Risks of Intimate Partner Homicide to Lawyers, Mediators, Clients and Families
by Jana Schilder as appeared in The Lawyer’s Daily, September 18, 2018
It is a fact that many more women die by the hand of their intimate partner than by any other means. There were 18 women killed and two men killed in Canada from January to April 2018 by their intimate partners, making a mockery of the words “I love you” and “to love, honour and cherish.”
Separation and divorce escalate risk of harm, and involvement with lawyers and the legal system further aggravates risk of a party or child being harmed or killed.
In 2015, Winnipeg family lawyer Maria Mitousis was almost killed when she opened a mail bomb that was sent to her by her client’s ex-husband. In the U.S., stories of murdered family lawyers seem commonplace, most recently Antonio Mari, shot by his client’s ex this past June, and Sara Quirt Sann, murdered by her client’s ex-husband.

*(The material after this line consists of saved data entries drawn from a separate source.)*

use crate::models::FilterSpec;

/// Row offset of a 1-based page.
///
/// Page numbers below 1 are not corrected here (the builder clamps them), so
/// `page = 0` yields a negative offset. Arithmetic saturates instead of
/// overflowing.
#[must_use]
pub fn calculate_offset(page: i64, items_per_page: i64) -> i64 {
    page.saturating_sub(1).saturating_mul(items_per_page)
}

/// `LIMIT n OFFSET m`, or just `LIMIT n` when offsets are disabled
#[must_use]
pub fn build_limit_offset(spec: &FilterSpec) -> String {
    if spec.no_offset {
        format!("LIMIT {}", spec.items_per_page)
    } else {
        format!(
            "LIMIT {} OFFSET {}",
            spec.items_per_page,
            calculate_offset(spec.page, spec.items_per_page)
        )
    }
}
//! # Filtering, Search, Sorting & Pagination
//!
//! Translates the directives of a [`FilterSpec`](crate::FilterSpec) into SQL
//! fragments. Every fragment carries its own arguments, with `?` marking where
//! each one binds; the composer later stitches fragments together and numbers
//! the placeholders.
//!
//! ## Predicate shapes
//!
//! | Kind | Fragment | Arguments |
//! |---|---|---|
//! | `Equals` | `col = ?` | one per value |
//! | `Like` | `col::TEXT ILIKE ?` | `%value%` per value |
//! | `GreaterThan` ... `LessThanOrEqual` | `col > ?`, `>=`, `<`, `<=` | one per value |
//! | `Between` | `col BETWEEN ? AND ?` | min, max |
//! | `In` / `NotIn` | `col IN (?, ?)` / `col NOT IN (...)` | one per value |
//! | `IsNull` / `IsNotNull` | `col IS NULL` / `col IS NOT NULL` | none |
//! | search | `col::TEXT ILIKE ?` per field, ORed | `%term%` per field |
//!
//! Multi-valued entries join their per-value predicates with the entry's
//! value combinator and are wrapped in parentheses as a unit:
//!
//! ```rust,ignore
//! // status = 'open' OR status = 'blocked'
//! FilterEntry::new("status", FilterKind::Equals, vec!["open".into(), "blocked".into()])
//! // -> (t.status = ? OR t.status = ?)
//!
//! // title contains both "rust" and "sql"
//! FilterEntry::new("title", FilterKind::Like, vec!["rust".into(), "sql".into()])
//!     .with_value_combinator(Combinator::And)
//! // -> (t.title::TEXT ILIKE ? AND t.title::TEXT ILIKE ?)
//! ```
//!
//! ## Unknown fields
//!
//! Field names usually come straight from query parameters. Anything that
//! does not resolve through [`EntityMetadata`](crate::EntityMetadata) is
//! silently dropped together with its values, so one bad parameter never
//! fails the whole request and never shifts the binding of the others.

pub mod conditions;
pub mod pagination;
pub mod search;
pub mod sort;

pub use conditions::{build_like_condition, compile_entry, value_as_text};
pub use pagination::{build_limit_offset, calculate_offset};
pub use search::build_search_condition;
pub use sort::build_order_by;
#![allow(dead_code)]

use paginate_sql::{Config, EntityMetadata, QueryCompiler, entity_metadata};

/// Metadata for the `users u` table used across the integration tests
pub fn user_metadata() -> EntityMetadata {
    entity_metadata! {
        "id" => "u.id",
        "name" => "u.name",
        "lastName" => "u.last_name",
        "email" => "u.email",
        "age" => "u.age",
        "status" => "u.status",
        "createdAt" => "u.created_at",
        "deletedAt" => "u.deleted_at",
        "teamName" => "t.name",
    }
}

pub fn compiler(metadata: &EntityMetadata) -> QueryCompiler<'_> {
    QueryCompiler::new(metadata, Config::default())
}

/// Indices of the `$n` tokens in order of appearance, ignoring string literals
pub fn positional_indices(sql: &str) -> Vec<usize> {
    let mut indices = Vec::new();
    let mut in_literal = false;
    let mut chars = sql.chars().peekable();
    while let Some(c) = chars.next() {
        match c {
            '\'' => in_literal = !in_literal,
            '$' if !in_literal => {
                let mut digits = String::new();
                while let Some(d) = chars.peek().copied().filter(char::is_ascii_digit) {
                    digits.push(d);
                    chars.next();
                }
                if let Ok(index) = digits.parse() {
                    indices.push(index);
                }
            }
            _ => {}
        }
    }
    indices
}

/// Text between `FROM` and the first of `ORDER BY` / `LIMIT` / `;`
pub fn body(sql: &str) -> &str {
    let start = sql.find(" FROM ").expect("query has a FROM clause");
    let rest = &sql[start..];
    let end = [" ORDER BY ", " LIMIT ", ";"]
        .iter()
        .filter_map(|marker| rest.find(marker))
        .min()
        .unwrap_or(rest.len());
    &rest[..end]
}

“Fortunately, intimate partner homicides — of men and women — are often predictable and also preventable,” said Hilary Linton, a family lawyer, family mediator, family arbitrator, international mediation instructor and a director of the Family Dispute Resolution Institute of Ontario (FDRIO). “The problem is most people in and out of the justice system have not learned to recognize the predictors of this kind of risk nor the safety planning that can be done to minimize it.”
Here’s what we know for sure about intimate partner homicide and how separation and divorce make an uneasy situation much more volatile. Separation is the most dangerous time for a victim of violence. Consulting with a family lawyer increases the risk of murder for victims of domestic violence. As a result, family mediation and other family dispute resolution (FDR) processes are high risk when domestic violence or intimate partner violence is present.
At this year’s FDRIO Conference in Toronto, Nov. 19, 2018, Aruna Papp will give a keynote titled “Honour, Shame and Love: what Ontario FDR professionals can learn from a survivor of the culture of honour,” followed by a panel discussion that will amplify domestic violence issues.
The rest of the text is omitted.